Print the first line of the data below and every one after it, through the line containing "stdout stays JSON", exactly as written.

───── Records provided

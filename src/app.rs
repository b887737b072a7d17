use clap::Parser;
use std::path::PathBuf;
use tracing_subscriber::EnvFilter;

use crate::application::DatasetAnalysis;
use crate::domain::error::Result;
use crate::infrastructure::config::ConfigService;
use crate::infrastructure::report::ReportWriter;

/// Creator analytics over a Douyin video export
#[derive(Parser, Debug)]
#[command(name = "douyin-insight", version)]
pub struct Cli {
    /// Spreadsheet export to analyze (.xlsx, .xls, .xlsb, .ods or .csv)
    pub input: PathBuf,

    /// TOML config file (default: ./douyin-insight.toml when present)
    #[arg(long, short = 'c', env = "DOUYIN_INSIGHT_CONFIG")]
    pub config: Option<PathBuf>,

    /// Write the JSON report here instead of stdout
    #[arg(long, short = 'o')]
    pub output: Option<PathBuf>,

    /// Single-line JSON
    #[arg(long)]
    pub compact: bool,

    /// Print a human-readable digest to stderr
    #[arg(long)]
    pub summary: bool,
}

pub fn run() -> Result<()> {
    // A missing .env is fine
    let _ = dotenvy::dotenv();

    let cli = Cli::parse();
    run_with(cli)
}

pub fn run_with(cli: Cli) -> Result<()> {
    let mut config_service = ConfigService::new();
    if let Some(path) = &cli.config {
        config_service = config_service.with_config_path(path);
    }
    let config = config_service.load()?;

    init_tracing(&config.log_level);

    let analysis = DatasetAnalysis::new(config.analysis)?;
    let result = analysis.analyze_file(&cli.input)?;

    let mut writer = ReportWriter::new().with_pretty(!cli.compact);
    if let Some(path) = &cli.output {
        writer = writer.with_output(path);
    }
    writer.write(&result)?;

    if cli.summary {
        eprintln!("{}", result.summary());
    }

    Ok(())
}

/// `RUST_LOG` wins over the configured level; logs go to stderr so stdout stays JSON
fn init_tracing(default_level: &str) {
    let filter =
        EnvFilter::try_from_default_env().unwrap_or_else(|_| EnvFilter::new(default_level));
    let _ = tracing_subscriber::fmt()
        .with_env_filter(filter)
        .with_writer(std::io::stderr)
        .try_init();
}
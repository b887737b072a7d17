pub mod error;

// Creator video analytics domain
pub mod video;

──────────

Written response:
filename src/app.rs
repository b887737b072a7d17
use clap::Parser;
use std::path::PathBuf;
use tracing_subscriber::EnvFilter;

use crate::application::DatasetAnalysis;
use crate::domain::error::Result;
use crate::infrastructure::config::ConfigService;
use crate::infrastructure::report::ReportWriter;

/// Creator analytics over a Douyin video export
#[derive(Parser, Debug)]
#[command(name = "douyin-insight", version)]
pub struct Cli {
    /// Spreadsheet export to analyze (.xlsx, .xls, .xlsb, .ods or .csv)
    pub input: PathBuf,

    /// TOML config file (default: ./douyin-insight.toml when present)
    #[arg(long, short = 'c', env = "DOUYIN_INSIGHT_CONFIG")]
    pub config: Option<PathBuf>,

    /// Write the JSON report here instead of stdout
    #[arg(long, short = 'o')]
    pub output: Option<PathBuf>,

    /// Single-line JSON
    #[arg(long)]
    pub compact: bool,

    /// Print a human-readable digest to stderr
    #[arg(long)]
    pub summary: bool,
}

pub fn run() -> Result<()> {
    // A missing .env is fine
    let _ = dotenvy::dotenv();

    let cli = Cli::parse();
    run_with(cli)
}

pub fn run_with(cli: Cli) -> Result<()> {
    let mut config_service = ConfigService::new();
    if let Some(path) = &cli.config {
        config_service = config_service.with_config_path(path);
    }
    let config = config_service.load()?;

    init_tracing(&config.log_level);

    let analysis = DatasetAnalysis::new(config.analysis)?;
    let result = analysis.analyze_file(&cli.input)?;

    let mut writer = ReportWriter::new().with_pretty(!cli.compact);
    if let Some(path) = &cli.output {
        writer = writer.with_output(path);
    }
    writer.write(&result)?;

    if cli.summary {
        eprintln!("{}", result.summary());
    }

    Ok(())
}

/// `RUST_LOG` wins over the configured level; logs go to stderr so stdout stays JSON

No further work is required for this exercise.